You know how they say that science is self-correcting, but only because people are willing to self-correct? Similarly, Gresham’s law is real, but only because people are willing to circulate counterfeit bills, or to circulate money they suspect may be counterfeit, while keeping their mouths shut until they can get rid of their wads of worthless stock.

P.P.S. Just to be clear: No, I don’t know that astrology is a waste of time, and it could be that Marc Hauser was onto something real, even while he was fabricating data (according to the U.S. government, as quoted on Wikipedia), and the critical positivity ratio and ovulation and voting and all the rest . . . all these could be real—who knows!
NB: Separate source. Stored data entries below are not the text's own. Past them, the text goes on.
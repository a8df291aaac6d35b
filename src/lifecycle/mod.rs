//! Process lifecycle: shutdown fan-out and interrupt handling.

pub mod shutdown;

pub use shutdown::{wait_for_signal, Shutdown};
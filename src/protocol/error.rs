//! Protocol error definitions.

use thiserror::Error;

/// Errors raised while framing, parsing or encoding AJP13 packets.
#[derive(Debug, Error)]
pub enum ProtocolError {
    /// Any underlying stream failure, read timeouts included.
    #[error("I/O error on AJP connection: {0}")]
    Io(#[from] std::io::Error),

    /// EOF before the first magic byte of a packet was seen.
    #[error("socket closed by web server")]
    SocketClosedByWebServer,

    /// EOF between the first and second magic byte.
    #[error("input stream ended inside the initial magic bytes")]
    EmptyInputStream,

    /// Magic bytes present but rejected by the configured policy. Carries
    /// the offending bytes plus whatever was already buffered, for the log.
    #[error("invalid byte sequence at packet start: [{}]", hex_dump(.bytes))]
    InvalidByteSequence { bytes: Vec<u8> },

    /// First-packet prefix byte outside the known set. Non-fatal: the
    /// current cycle is abandoned, the connection survives.
    #[error("unknown prefix code 0x{0:02x}")]
    UnknownPrefixCode(u8),

    /// A response frame would exceed the wire ceiling.
    #[error("response package of {0} bytes exceeds the 8192 byte limit")]
    MaxPackageSizeExceeded(usize),

    /// An integer does not fit the protocol's 2-byte encoding.
    #[error("integer value {0} exceeds the protocol maximum of 65535")]
    IntegerValueTooBig(usize),

    /// A body chunk must carry at least one byte.
    #[error("refusing to encode an empty body chunk")]
    NoEmptySendBodyChunk,

    /// A payload did not decode as its prefix code promised.
    #[error("malformed {kind} payload: {reason}")]
    MalformedPayload {
        kind: &'static str,
        reason: String,
    },
}

/// Result alias for protocol operations.
pub type ProtocolResult<T> = Result<T, ProtocolError>;

/// Render bytes as a spaced hex string for diagnostics.
pub fn hex_dump(bytes: &[u8]) -> String {
    bytes
        .iter()
        .map(|b| format!("{b:02x}"))
        .collect::<Vec<_>>()
        .join(" ")
}
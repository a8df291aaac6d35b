//! Connection-type accounting.
//!
//! # Responsibilities
//! - Classify a servlet path into a coarse connection type
//! - Keep a per-type counter of handled requests
//!
//! # Design Decisions
//! - The type is the first path segment; everything else is "other"
//! - Lock-free counters; accounting must never slow the request path

use dashmap::DashMap;

/// Per-connection-type request counters.
#[derive(Debug, Default)]
pub struct ConnectionMonitor {
    counters: DashMap<String, u64>,
}

impl ConnectionMonitor {
    pub fn new() -> Self {
        Self::default()
    }

    /// Classify a servlet path into its coarse connection type.
    ///
    /// The type is the first path segment, lowercased; an empty path maps
    /// to "other".
    pub fn classify(path: &str) -> String {
        let trimmed = path.trim_matches('/');
        let segment = trimmed.split('/').next().unwrap_or("");
        if segment.is_empty() {
            "other".to_string()
        } else {
            segment.to_ascii_lowercase()
        }
    }

    /// Record one request against the path's connection type and return
    /// the type.
    pub fn record(&self, path: &str) -> String {
        let kind = Self::classify(path);
        *self.counters.entry(kind.clone()).or_insert(0) += 1;
        kind
    }

    /// Current count for one connection type.
    pub fn count(&self, kind: &str) -> u64 {
        self.counters.get(kind).map(|c| *c).unwrap_or(0)
    }

    /// Snapshot of every counter, for diagnostics.
    pub fn snapshot(&self) -> Vec<(String, u64)> {
        let mut all: Vec<_> = self
            .counters
            .iter()
            .map(|entry| (entry.key().clone(), *entry.value()))
            .collect();
        all.sort();
        all
    }
}

#[cfg(test)]
mod tests {
    use super::*;

    #[test]
    fn classifies_first_segment() {
        assert_eq!(ConnectionMonitor::classify("/mail/inbox"), "mail");
        assert_eq!(ConnectionMonitor::classify("Calendar"), "calendar");
        assert_eq!(ConnectionMonitor::classify("/"), "other");
        assert_eq!(ConnectionMonitor::classify(""), "other");
    }

    #[test]
    fn counts_per_kind() {
        let monitor = ConnectionMonitor::new();
        monitor.record("/mail/inbox");
        monitor.record("/mail/outbox");
        monitor.record("/admin");
        assert_eq!(monitor.count("mail"), 2);
        assert_eq!(monitor.count("admin"), 1);
        assert_eq!(monitor.count("calendar"), 0);
        assert_eq!(monitor.snapshot().len(), 2);
    }
}
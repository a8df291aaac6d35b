//! Configuration management subsystem.
//!
//! # Data Flow
//! ```text
//! AJP_CONFIG env var → config file (TOML)
//!     → loader.rs (parse & merge over defaults)
//!     → per-key env overrides (AJP_PORT, AJP_MOD_JK, ...)
//!     → normalization (pool-size floors)
//!     → AjpConfig (started, immutable)
//!     → shared via Arc to server, handlers and watcher
//! ```
//!
//! # Design Decisions
//! - Config is a value with a start/stop/reset lifecycle, not global state
//! - Read-mostly after start(); no locking needed for reads
//! - Every key has a documented default so an empty config is runnable

pub mod loader;
pub mod schema;

pub use loader::{ConfigError, CONFIG_PATH_ENV};
pub use schema::AjpConfig;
Just cos there’s no good evidence for a theory, that doesn’t make it false. I don’t want to suppress any of these claims. Publish it all somewhere, along with all the criticism of it. My problem with the promoters of junk science is not just that they promote science that I and others consider to be junk—we can be wrong!—but that they continually dodge, suppress, and fight against legitimate open criticism.

P.P.P.S. Again, #notallpsychologists. And of course the problem of junk science is not restricted to psychology, not at all. To the extent that professors of political science, economics, sociology, history, are strong believers in astrology or spoon bending or whatever (that is, belief in “scientific” paranormalism as describing some true thing about the natural world, not just an “anthropological” recognition that paranormal beliefs are something that can affect the world because people believe in it), this could screw up their research too. If a physicist or chemist believes in these things, I guess it’s not such a big deal.

And, again, I’m not trying to suppress research into astrology, embodied cognition, ESP, beauty-and-sex-ratio, bottomless soup bowls, spoon bending, Bible Code, air rage, ovulation and voting, subliminal smiley faces, etc etc. Let a thousand flowers bloom! The point of this post is that, given that there’s a large chunk of the population that’s willing to believe in scientific-sounding theories that are not backed by any strong scientific theory or evidence, it should be no surprise that many professional scientists have this attitude. The consequences happen to show up particularly strongly in psychology, as this is a important field of study where theories can be vague and where there’s a long tradition of belief and action backed up by shaky data. That doesn’t mean that psychologists are bad people; they’re just working on hard problems, in an academic tradition that has a lot of failures in its history. Again, this is not a criticism, it’s just the way it is. And of course there’s a lot of great work being done in psychology. You have to work with the history you have.